[Stored data entries]
########################################
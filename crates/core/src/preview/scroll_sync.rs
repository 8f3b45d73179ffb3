use std::cell::Cell;
use std::rc::Rc;

use crate::ports::{Scheduler, SurfaceDocument};

/// What happened to one scroll event.
#[derive(Debug, Clone, Copy, PartialEq, Eq)]
pub enum SyncOutcome {
    /// Synchronization is switched off; the event was ignored.
    Disabled,
    /// A propagation cycle is still in flight; the event is its echo.
    Suppressed,
    /// The scrolled surface could not be read.
    SourceUnavailable,
    Propagated { targets: usize, skipped: usize },
}

/// Proportional scroll synchronizer for one preview session.
///
/// A scroll on one surface moves every other surface to the same fraction
/// of its own scroll travel. The re-entrancy flag stays set until the next
/// scheduler tick, so the scroll events caused by a propagation (and any
/// burst within the same tick) are ignored.
#[derive(Debug, Clone)]
pub struct ScrollSync {
    enabled: bool,
    propagating: Rc<Cell<bool>>,
}

impl Default for ScrollSync {
    fn default() -> Self {
        Self::new(true)
    }
}

impl ScrollSync {
    pub fn new(enabled: bool) -> Self {
        Self {
            enabled,
            propagating: Rc::new(Cell::new(false)),
        }
    }

    pub fn is_enabled(&self) -> bool {
        self.enabled
    }

    /// Toggling does not touch listeners; disabled events are observed and dropped.
    pub fn set_enabled(&mut self, enabled: bool) {
        self.enabled = enabled;
    }

    pub fn is_propagating(&self) -> bool {
        self.propagating.get()
    }

    /// Handle a scroll event on `source`, moving every document in `targets`.
    pub fn propagate<'a, S, D, I>(
        &self,
        source: &S,
        targets: I,
        scheduler: &dyn Scheduler,
    ) -> SyncOutcome
    where
        S: SurfaceDocument + ?Sized,
        D: SurfaceDocument + ?Sized + 'a,
        I: IntoIterator<Item = &'a mut D>,
    {
        if !self.enabled {
            return SyncOutcome::Disabled;
        }
        if self.propagating.get() {
            return SyncOutcome::Suppressed;
        }

        let metrics = match source.scroll_metrics() {
            Ok(metrics) => metrics,
            Err(err) => {
                log::warn!("scroll sync: source unreadable: {err}");
                return SyncOutcome::SourceUnavailable;
            }
        };
        let (ratio_x, ratio_y) = metrics.scroll_ratio();

        self.propagating.set(true);
        let flag = Rc::clone(&self.propagating);
        scheduler.next_tick(Box::new(move || flag.set(false)));

        let mut moved = 0;
        let mut skipped = 0;
        for target in targets {
            let result = target
                .scroll_metrics()
                .and_then(|m| target.scroll_to(ratio_x * m.max_scroll_x(), ratio_y * m.max_scroll_y()));
            match result {
                Ok(()) => moved += 1,
                Err(err) => {
                    log::warn!("scroll sync: skipping surface: {err}");
                    skipped += 1;
                }
            }
        }

        log::debug!(
            "scroll sync: ratio ({ratio_x:.3}, {ratio_y:.3}) -> {moved} surfaces, {skipped} skipped"
        );
        SyncOutcome::Propagated {
            targets: moved,
            skipped,
        }
    }
}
########################################
→ EXERCISE AIM
Print the entries once more, identical in every line.

→ WRITTEN RESPONSE
filename crates/core/src/preview/scroll_sync.rs
repository 8f3b45d73179ffb3
use std::cell::Cell;
use std::rc::Rc;

use crate::ports::{Scheduler, SurfaceDocument};

/// What happened to one scroll event.
#[derive(Debug, Clone, Copy, PartialEq, Eq)]
pub enum SyncOutcome {
    /// Synchronization is switched off; the event was ignored.
    Disabled,
    /// A propagation cycle is still in flight; the event is its echo.
    Suppressed,
    /// The scrolled surface could not be read.
    SourceUnavailable,
    Propagated { targets: usize, skipped: usize },
}

/// Proportional scroll synchronizer for one preview session.
///
/// A scroll on one surface moves every other surface to the same fraction
/// of its own scroll travel. The re-entrancy flag stays set until the next
/// scheduler tick, so the scroll events caused by a propagation (and any
/// burst within the same tick) are ignored.
#[derive(Debug, Clone)]
pub struct ScrollSync {
    enabled: bool,
    propagating: Rc<Cell<bool>>,
}

impl Default for ScrollSync {
    fn default() -> Self {
        Self::new(true)
    }
}

impl ScrollSync {
    pub fn new(enabled: bool) -> Self {
        Self {
            enabled,
            propagating: Rc::new(Cell::new(false)),
        }
    }

    pub fn is_enabled(&self) -> bool {
        self.enabled
    }

    /// Toggling does not touch listeners; disabled events are observed and dropped.
    pub fn set_enabled(&mut self, enabled: bool) {
        self.enabled = enabled;
    }

    pub fn is_propagating(&self) -> bool {
        self.propagating.get()
    }

    /// Handle a scroll event on `source`, moving every document in `targets`.
    pub fn propagate<'a, S, D, I>(
        &self,
        source: &S,
        targets: I,
        scheduler: &dyn Scheduler,
    ) -> SyncOutcome
    where
        S: SurfaceDocument + ?Sized,
        D: SurfaceDocument + ?Sized + 'a,
        I: IntoIterator<Item = &'a mut D>,
    {
        if !self.enabled {
            return SyncOutcome::Disabled;
        }
        if self.propagating.get() {
            return SyncOutcome::Suppressed;
        }

        let metrics = match source.scroll_metrics() {
            Ok(metrics) => metrics,
            Err(err) => {
                log::warn!("scroll sync: source unreadable: {err}");
                return SyncOutcome::SourceUnavailable;
            }
        };
        let (ratio_x, ratio_y) = metrics.scroll_ratio();

        self.propagating.set(true);
        let flag = Rc::clone(&self.propagating);
        scheduler.next_tick(Box::new(move || flag.set(false)));

        let mut moved = 0;
        let mut skipped = 0;
        for target in targets {
            let result = target
                .scroll_metrics()
                .and_then(|m| target.scroll_to(ratio_x * m.max_scroll_x(), ratio_y * m.max_scroll_y()));
            match result {
                Ok(()) => moved += 1,
                Err(err) => {
                    log::warn!("scroll sync: skipping surface: {err}");
                    skipped += 1;
                }
            }
        }

        log::debug!(
            "scroll sync: ratio ({ratio_x:.3}, {ratio_y:.3}) -> {moved} surfaces, {skipped} skipped"
        );
        SyncOutcome::Propagated {
            targets: moved,
            skipped,
        }
    }
}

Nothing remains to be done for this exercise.